Statutes of limitation serve, in part, to protect a defendant from having to prepare to defend a claim brought after the time deemed by statute to be an adequate time to allow meaningful investigation of the facts. Since the injury that CT Page 1331-EEE gives rise to a claim of loss of consortium is the date of injury to the spouse, a loss of consortium claim must be asserted within two years of that date, pursuant to General Statutes § 52-584. The proposed claim of Anthony Astorino would not be just a claim for another variety of damages: it would represent a new cause of action by a new party, and it would not relate; back to the original complaint filed by a different party. Mucherino v.Shanley, 2 CSCR 729 (1987); Hull v. Cumberland Farms Food Stores,Inc., 35 Conn. Sup. 283 (1979).

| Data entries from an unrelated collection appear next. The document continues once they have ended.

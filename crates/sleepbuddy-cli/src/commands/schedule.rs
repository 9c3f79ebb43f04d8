use super::{print_json, CliResult, Context};

/// Rebuild the trigger table the way the daemon would and list it.
pub async fn run() -> CliResult {
    let ctx = Context::open()?;
    ctx.tracker.boot().await?;
    match ctx.tracker.snapshot().await? {
        sleepbuddy_core::Event::StateSnapshot { pending, .. } => print_json(&pending),
        _ => Err("unexpected snapshot event".into()),
    }
}
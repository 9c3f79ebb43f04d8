//! Mascot mood and the message shown next to it.

mod engine;
mod message;

pub use engine::{mascot_state, MORNING_END, DAYTIME_END};
pub use message::MessageState;

use serde::{Deserialize, Serialize};

/// Derived mood driving the mascot animation and tone.
#[derive(Debug, Clone, Copy, Default, PartialEq, Eq, Hash, Serialize, Deserialize)]
#[serde(rename_all = "SCREAMING_SNAKE_CASE")]
pub enum MascotState {
    Happy,
    #[default]
    Neutral,
    Angry,
    Encouraging,
    ExtremelyHappy,
    Special,
}

impl MascotState {
    pub const ALL: [MascotState; 6] = [
        MascotState::Happy,
        MascotState::Neutral,
        MascotState::Angry,
        MascotState::Encouraging,
        MascotState::ExtremelyHappy,
        MascotState::Special,
    ];

    /// Persisted name.
    pub fn as_str(&self) -> &'static str {
        match self {
            MascotState::Happy => "HAPPY",
            MascotState::Neutral => "NEUTRAL",
            MascotState::Angry => "ANGRY",
            MascotState::Encouraging => "ENCOURAGING",
            MascotState::ExtremelyHappy => "EXTREMELY_HAPPY",
            MascotState::Special => "SPECIAL",
        }
    }

    pub fn from_name(name: &str) -> Option<Self> {
        Self::ALL.into_iter().find(|s| s.as_str() == name)
    }

    /// Decode a persisted name. Anything unknown is treated as `Neutral`.
    pub fn decode_or_default(name: Option<&str>) -> Self {
        match name.and_then(Self::from_name) {
            Some(state) => state,
            None => {
                if let Some(bad) = name {
                    tracing::warn!(value = bad, "discarding unknown mascot state");
                }
                MascotState::Neutral
            }
        }
    }

    /// Animation asset the UI should play for this mood.
    pub fn animation(&self) -> &'static str {
        match self {
            MascotState::Happy => "happy_pet",
            MascotState::Neutral => "neutral_pet",
            MascotState::Angry => "angry_pet",
            MascotState::Encouraging => "encouraging_pet",
            MascotState::ExtremelyHappy => "extremely_happy_pet",
            MascotState::Special => "special_pet",
        }
    }
}

impl std::fmt::Display for MascotState {
    fn fmt(&self, f: &mut std::fmt::Formatter<'_>) -> std::fmt::Result {
        f.write_str(self.as_str())
    }
}
use sleepbuddy_core::storage::Database;
use sleepbuddy_core::SessionHistory;

use super::{print_json, CliResult};

pub fn run() -> CliResult {
    let db = Database::open()?;
    print_json(&db.stats()?)
}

Though a contrary result was reached in Allen v. Endrukaitis,35 Conn. Sup. 286 (1979), in that case the spouse who sought to amend to add a claim for loss of consortium after the expiration of the statute of limitations was already a plaintiff and had already raised claims of injury arising from the same events as the claim of loss of consortium.
The motion to cite in Anthony Astorino to assert a claim for loss of consortium is denied. The objection is sustained.